Whenever a line in the entries below contains "StepInfo", copy that line.

Stored data:
= Beginning of Section =

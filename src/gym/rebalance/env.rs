use std::sync::Arc;

use ndarray::ArrayView1;
use serde::Serialize;

use crate::{
    data::valuations::Valuations,
    error::{EnvError, RebalancerResult},
    gym::{
        Env, EnvStatus, Reward, StepOutcome,
        rebalance::{
            action::ActionId,
            action_space::ActionSpace,
            config::EnvConfig,
            observation::Observation,
            portfolio::{Portfolio, TradeSummary},
        },
    },
};

/// Side information returned by every [`Env::step`].
#[derive(Debug, Clone, Copy, PartialEq, Serialize)]
pub struct StepInfo {
    /// Portfolio value after the trade, marked at the new valuation row.
    pub current_value: f64,
    /// Row index the environment advanced to.
    pub step: usize,
    /// What the rebalance executed.
    pub trade: TradeSummary,
}

/// Portfolio rebalancing over a fixed historical valuation series.
///
/// Every episode walks the series from row `0` to row `n_steps - 1`. At each step the agent
/// picks one joint [`ActionId`]; the environment moves to the next row, executes the decoded
/// per-unit orders at the new prices and rewards the change in portfolio value.
#[derive(Clone, Debug)]
pub struct Environment {
    // === Public (configurable) ===
    cfg: EnvConfig,

    // === Internal only ===
    /// Shared valuation table backing the environment.
    valuations: Arc<Valuations>,

    action_space: ActionSpace,

    portfolio: Portfolio,

    /// Row of `valuations` the portfolio is currently marked at.
    cur_step: usize,

    env_status: EnvStatus,
}

impl Environment {
    pub fn new(valuations: Arc<Valuations>, cfg: EnvConfig) -> RebalancerResult<Self> {
        cfg.validate()?;
        let n_units = valuations.n_units();
        let action_space = ActionSpace::new(n_units)?;

        Ok(Self {
            portfolio: Portfolio::new(n_units, cfg.initial_investment()),
            valuations,
            action_space,
            cfg,
            cur_step: 0,
            env_status: EnvStatus::Ready,
        })
    }

    /// A fresh environment over the same data and configuration, in [`EnvStatus::Ready`].
    pub fn fresh(&self) -> Self {
        Self {
            portfolio: Portfolio::new(self.n_units(), self.cfg.initial_investment()),
            valuations: self.valuations.clone(),
            action_space: self.action_space.clone(),
            cfg: self.cfg,
            cur_step: 0,
            env_status: EnvStatus::Ready,
        }
    }

    pub fn config(&self) -> &EnvConfig {
        &self.cfg
    }

    pub fn action_space(&self) -> &ActionSpace {
        &self.action_space
    }

    pub fn observation_dim(&self) -> usize {
        Observation::dim_for(self.n_units())
    }

    pub fn n_units(&self) -> usize {
        self.valuations.n_units()
    }

    pub fn n_steps(&self) -> usize {
        self.valuations.n_steps()
    }

    pub fn current_step(&self) -> usize {
        self.cur_step
    }

    pub fn status(&self) -> EnvStatus {
        self.env_status
    }

    pub fn units_owned(&self) -> ArrayView1<'_, f64> {
        self.portfolio.units_owned()
    }

    pub fn cash(&self) -> f64 {
        self.portfolio.cash()
    }

    pub fn current_valuations(&self) -> ArrayView1<'_, f64> {
        self.valuations.row(self.cur_step)
    }

    /// Portfolio value marked at the current valuation row.
    pub fn portfolio_value(&self) -> f64 {
        self.portfolio.value(self.current_valuations())
    }

    pub fn observation(&self) -> Observation {
        Observation::from_parts(
            self.portfolio.units_owned(),
            self.current_valuations(),
            self.portfolio.cash(),
        )
    }
}

impl Env for Environment {
    fn reset(&mut self) -> RebalancerResult<Observation> {
        self.cur_step = 0;
        self.portfolio = Portfolio::new(self.n_units(), self.cfg.initial_investment());
        self.env_status = EnvStatus::Running;

        tracing::trace!(
            n_steps = self.n_steps(),
            cash = self.cfg.initial_investment(),
            "Environment Reset"
        );
        Ok(self.observation())
    }

    fn step(
        &mut self,
        action: ActionId,
    ) -> RebalancerResult<(Observation, Reward, StepOutcome, StepInfo)> {
        self.check_step_status()?;
        let orders = self.action_space.decode(action)?;

        // 1. Value before the action, at the current row
        let value_before = self.portfolio.value(self.valuations.row(self.cur_step));

        // 2. Time passes: t -> t+1
        self.cur_step += 1;
        let prices = self.valuations.row(self.cur_step);

        // 3. Trade at the new prices, then mark to market
        let trade = self.portfolio.rebalance(orders, prices);
        let value_after = self.portfolio.value(prices);

        let outcome = if self.cur_step == self.valuations.n_steps() - 1 {
            self.env_status = EnvStatus::Done;
            StepOutcome::Done
        } else {
            StepOutcome::InProgress
        };

        let info = StepInfo {
            current_value: value_after,
            step: self.cur_step,
            trade,
        };

        Ok((
            self.observation(),
            Reward(value_after - value_before),
            outcome,
            info,
        ))
    }
}

impl Environment {
    fn check_step_status(&self) -> RebalancerResult<()> {
        use EnvStatus::*;
        match self.env_status {
            Running => Ok(()),
            Ready => Err(EnvError::InvalidState(
                "Environment is not started. Call `reset()` before stepping.".to_string(),
            )
            .into()),
            Done => Err(EnvError::InvalidState(
                "Episode is finished. No further steps allowed. Call `reset()` to restart."
                    .to_string(),
            )
            .into()),
        }
    }
}

#[cfg(test)]
mod tests {
    use ndarray::array;
    use rand::{SeedableRng, rngs::StdRng};

    use super::*;
    use crate::{
        error::RebalancerError,
        gym::rebalance::action::{Orders, TradeAction::*},
    };

    // ============================================================================================
    // Fixtures
    // ============================================================================================

    fn valuations() -> Arc<Valuations> {
        Arc::new(
            Valuations::from_rows(vec![
                vec![10.0, 20.0, 30.0],
                vec![12.0, 18.0, 32.0],
                vec![11.0, 19.0, 31.0],
                vec![13.0, 17.0, 33.0],
            ])
            .unwrap(),
        )
    }

    fn env(cash: f64) -> Environment {
        let cfg = EnvConfig::default().with_initial_investment(cash);
        Environment::new(valuations(), cfg).unwrap()
    }

    fn action(env: &Environment, orders: Vec<crate::gym::rebalance::action::TradeAction>) -> ActionId {
        env.action_space().encode(&Orders::from(orders)).unwrap()
    }

    // ============================================================================================
    // Lifecycle
    // ============================================================================================

    #[test]
    fn test_reset_returns_initial_observation() {
        let mut env = env(1_000.0);

        let obs = env.reset().unwrap();

        assert_eq!(obs.0, array![0.0, 0.0, 0.0, 10.0, 20.0, 30.0, 1_000.0]);
        assert_eq!(env.current_step(), 0);
        assert!(env.status().is_running());
    }

    #[test]
    fn test_step_before_reset_is_rejected() {
        let mut env = env(1_000.0);
        let hold = env.action_space().hold_all();

        let result = env.step(hold);

        assert!(matches!(
            result,
            Err(RebalancerError::Env(EnvError::InvalidState(_)))
        ));
    }

    #[test]
    fn test_done_on_last_row_and_no_further_steps() {
        let mut env = env(1_000.0);
        let hold = env.action_space().hold_all();
        env.reset().unwrap();

        let (_, _, o1, _) = env.step(hold).unwrap();
        let (_, _, o2, _) = env.step(hold).unwrap();
        let (_, _, o3, info) = env.step(hold).unwrap();

        assert_eq!(o1, StepOutcome::InProgress);
        assert_eq!(o2, StepOutcome::InProgress);
        assert_eq!(o3, StepOutcome::Done);
        assert_eq!(info.step, 3);
        assert!(env.status().is_done());
        assert!(env.step(hold).is_err());

        // reset() is valid from Done
        assert!(env.reset().is_ok());
    }

    #[test]
    fn test_invalid_action_is_rejected_without_side_effects() {
        let mut env = env(1_000.0);
        env.reset().unwrap();

        let result = env.step(ActionId(27));

        assert!(matches!(
            result,
            Err(RebalancerError::Env(EnvError::InvalidAction { action: 27, size: 27 }))
        ));
        assert_eq!(env.current_step(), 0);
        assert_eq!(env.cash(), 1_000.0);
    }

    // ============================================================================================
    // Transition Dynamics
    // ============================================================================================

    #[test]
    fn test_hold_only_keeps_holdings_and_cash() {
        let mut env = env(1_000.0);
        env.reset().unwrap();
        let buy_first = action(&env, vec![Buy, Hold, Hold]);
        env.step(buy_first).unwrap();

        let units = env.units_owned().to_owned();
        let cash = env.cash();
        let value_before = env.portfolio_value();

        // Act
        let hold = env.action_space().hold_all();
        let (_, reward, _, info) = env.step(hold).unwrap();

        // Assert: only the valuation change moves the portfolio value
        assert_eq!(env.units_owned(), units);
        assert_eq!(env.cash(), cash);
        let expected = units.dot(&array![11.0, 19.0, 31.0]) + cash;
        assert!((info.current_value - expected).abs() < 1e-9);
        assert!((reward.0 - (expected - value_before)).abs() < 1e-9);
    }

    #[test]
    fn test_trade_executes_at_the_new_row() {
        let mut env = env(100.0);
        env.reset().unwrap();

        // Buy unit 0: new price is 12 (row 1), not 10 (row 0).
        let (obs, reward, _, info) = env.step(action(&env, vec![Buy, Hold, Hold])).unwrap();

        // 100 -> 88 -> ... -> 4 : 8 units at 12
        assert_eq!(env.units_owned(), array![8.0, 0.0, 0.0]);
        assert!((env.cash() - 4.0).abs() < 1e-9);
        assert!((info.current_value - 100.0).abs() < 1e-9);
        assert!(reward.0.abs() < 1e-9);
        assert_eq!(obs.0[3], 12.0);
    }

    #[test]
    fn test_reward_is_change_in_portfolio_value() {
        let mut env = env(100.0);
        env.reset().unwrap();
        env.step(action(&env, vec![Buy, Hold, Hold])).unwrap();

        // Row 1 -> row 2: unit 0 falls from 12 to 11, 8 units held.
        let (_, reward, _, _) = env.step(env.action_space().hold_all()).unwrap();

        assert!((reward.0 - (-8.0)).abs() < 1e-9);
    }

    #[test]
    fn test_sell_then_buy_in_the_same_step() {
        let mut env = env(100.0);
        env.reset().unwrap();
        env.step(action(&env, vec![Buy, Hold, Hold])).unwrap();
        assert_eq!(env.units_owned(), array![8.0, 0.0, 0.0]);

        // Row 2 prices [11, 19, 31]. Selling 8 @ 11 = 88 (+4 cash) funds unit 1 @ 19.
        env.step(action(&env, vec![Sell, Buy, Hold])).unwrap();

        assert_eq!(env.units_owned(), array![0.0, 4.0, 0.0]);
        assert!((env.cash() - 16.0).abs() < 1e-9);
    }

    #[test]
    fn test_cash_stays_non_negative_under_random_play() {
        let mut env = env(1_000.0);
        let mut rng = StdRng::seed_from_u64(42);

        for _ in 0..200 {
            env.reset().unwrap();
            loop {
                let a = env.action_space().sample(&mut rng);
                let (_, _, outcome, _) = env.step(a).unwrap();
                assert!(env.cash() >= 0.0, "Cash went negative: {}", env.cash());
                assert!(env.units_owned().iter().all(|u| *u >= 0.0));
                if outcome.is_done() {
                    break;
                }
            }
        }
    }

    #[test]
    fn test_fresh_copy_starts_ready() {
        let mut env = env(1_000.0);
        env.reset().unwrap();
        env.step(env.action_space().hold_all()).unwrap();

        let fresh = env.fresh();

        assert!(fresh.status().is_ready());
        assert_eq!(fresh.current_step(), 0);
        assert_eq!(fresh.cash(), 1_000.0);
    }
}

= End of Section =

OUTPUT BELOW:
pub struct StepInfo {
    ) -> RebalancerResult<(Observation, Reward, StepOutcome, StepInfo)> {
        let info = StepInfo {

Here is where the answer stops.